• [Your objective]: Only the lines that hold "derivation" should be in the answer, each copied from the data below.
+ + + + +
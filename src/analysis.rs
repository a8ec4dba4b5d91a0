//! Analyses of a normalized expression. Each one is pure over an immutable
//! [`Expression`](crate::symbolic::expression::Expression), so they can run in any order
//! or concurrently.
/// numeric settings with their defaults, loadable from a settings document
pub mod config;
///____________________________________________________________________________________________________________________________
/// # Domain
/// admissible inputs derived from denominators, even roots, logarithms, inverse trigonometric
/// arguments and tangent poles, with a justification line per constraint
///# Example#
/// ```
/// use RustedFuncAnalysis::{analyze_domain, normalize};
/// let result = analyze_domain(&normalize("log(x - 1)").unwrap());
/// assert_eq!(result.domain.to_string(), "(1, ∞)");
/// for step in &result.steps {
///     println!("{}", step);
/// }
/// ```
pub mod domain;
/// range: exact image, then limit analysis, then sampling
/// ```
/// use RustedFuncAnalysis::{estimate_range, normalize};
/// let range = estimate_range(&normalize("x^2 - 4").unwrap());
/// assert_eq!(range.to_string(), "[-4, ∞)");
/// ```
pub mod range;
/// axis intersections: exact roots first, sign-change scan with bisection otherwise
pub mod intersections;
/// value at one point with a derivation trail
pub mod point_eval;
/// everything together, as text and tables
pub mod report;
#[cfg(test)]
mod analysis_tests;
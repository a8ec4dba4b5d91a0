/// Bracketing root finder (bisection) over functions whose evaluation may fail at a point
///  Example#1
/// ```
/// use RustedFuncAnalysis::numerical::bisection::{ClosureFunction, ScalarRootFinder};
/// let solver = ScalarRootFinder::new();
/// let func = ClosureFunction::new(|x| x * x - 4.0, "x^2 - 4".to_string());
/// let result = solver.bisection(&func, 0.0, 3.0).unwrap();
/// assert!((result.root - 2.0).abs() < 1e-6);
/// ```
pub mod bisection;
/// evenly spaced samples of a compiled function (curves for plotting, value tables)
/// Example#1
/// ```
/// use RustedFuncAnalysis::{compile, normalize, sample};
/// let f = compile(&normalize("sqrt(x)").unwrap()).unwrap();
/// let points = sample(&f, (-1.0, 1.0), 0.5);
/// assert!(points[0].1.is_nan());
/// assert_eq!(points[4], (1.0, 1.0));
/// ```
pub mod sampling;
/// sign-change scan of a window refined by bisection: numeric x-intercepts
pub mod root_scan;
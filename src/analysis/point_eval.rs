//! Value of the function at one point, with a human-readable derivation trail.
use crate::errors::{ParseError, PointFailure};
use crate::symbolic::expression::Expression;
use crate::symbolic::parse_expr::parse_point;
use crate::symbolic::symbolic_lambdify::compile;
use crate::symbolic::utils::format_number;
use log::debug;

/// f(a) and how it was obtained.
#[derive(Debug, Clone, PartialEq)]
pub struct PointEvaluation {
    pub point: f64,
    /// NaN when f is undefined or not real at `point`
    pub value: f64,
    pub failure: Option<PointFailure>,
    pub trace: Vec<String>,
}

/// Substitutes `point`, simplifies, and evaluates numerically. Never fails: an undefined
/// value is NaN with the reason in the trace.
pub fn evaluate_at(expr: &Expression, point: f64) -> PointEvaluation {
    let var = expr.variable();
    let at = format_number(point);
    let mut trace = vec![format!("f({}) = {}", var, expr.tree().to_plain_string())];

    let substituted = expr.tree().set_variable(var, point);
    trace.push(format!(
        "Substitute {} = {}: f({}) = {}",
        var,
        at,
        at,
        substituted.to_plain_string()
    ));
    let simplified = substituted.simplify();
    if simplified != substituted {
        trace.push(format!("Simplify: f({}) = {}", at, simplified.to_plain_string()));
    }

    let outcome = compile(expr)
        .map_err(|err| {
            debug!("{} cannot be lowered: {}", expr, err);
            PointFailure::NotReal
        })
        .and_then(|callable| callable.evaluate(point));
    let (value, failure) = match outcome {
        Ok(value) => {
            trace.push(format!("Numeric value: f({}) = {}", at, format_number(value)));
            (value, None)
        }
        Err(failure) => {
            trace.push(format!(
                "f({}) is not a real number ({}); {} = {} is outside the domain.",
                at, failure, var, at
            ));
            (f64::NAN, Some(failure))
        }
    };
    PointEvaluation {
        point,
        value,
        failure,
        trace,
    }
}

/// Parses the requested point (`"2,5"`, `"pi/2"`, ...) and evaluates there.
pub fn evaluate_at_text(expr: &Expression, point: &str) -> Result<PointEvaluation, ParseError> {
    let point = parse_point(point)?;
    Ok(evaluate_at(expr, point))
}

#[cfg(test)]
mod tests {
    use super::*;
    use crate::symbolic::parse_expr::normalize;
    use approx::assert_relative_eq;

    #[test]
    fn test_trace_of_a_defined_point() {
        let expr = normalize("x^2 - 4").unwrap();
        let result = evaluate_at(&expr, 3.0);
        assert_eq!(result.value, 5.0);
        assert_eq!(result.failure, None);
        assert_eq!(result.trace.first().unwrap(), "f(x) = (x ^ 2) - 4");
        assert_eq!(result.trace[1], "Substitute x = 3: f(3) = (3 ^ 2) - 4");
        assert_eq!(result.trace[2], "Simplify: f(3) = 5");
        assert_eq!(result.trace.last().unwrap(), "Numeric value: f(3) = 5");
    }

    #[test]
    fn test_point_outside_domain() {
        let expr = normalize("log(x - 1)").unwrap();
        let result = evaluate_at(&expr, 0.0);
        assert!(result.value.is_nan());
        assert_eq!(result.failure, Some(PointFailure::NonPositiveLog));
        assert!(result.trace.last().unwrap().contains("outside the domain"));

        let reciprocal = normalize("1/x").unwrap();
        assert_eq!(
            evaluate_at(&reciprocal, 0.0).failure,
            Some(PointFailure::DivisionByZero)
        );
    }

    #[test]
    fn test_evaluate_at_text() {
        let expr = normalize("sin(x)").unwrap();
        let result = evaluate_at_text(&expr, "pi/2").unwrap();
        assert_relative_eq!(result.value, 1.0, epsilon = 1e-12);
        let result = evaluate_at_text(&normalize("2x").unwrap(), "1,5").unwrap();
        assert_eq!(result.value, 3.0);
        assert!(evaluate_at_text(&expr, "").is_err());
        assert!(evaluate_at_text(&expr, "x + 1").is_err());
    }
}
+ + + + +
• [Output below]:
/// value at one point with a derivation trail
//! Value of the function at one point, with a human-readable derivation trail.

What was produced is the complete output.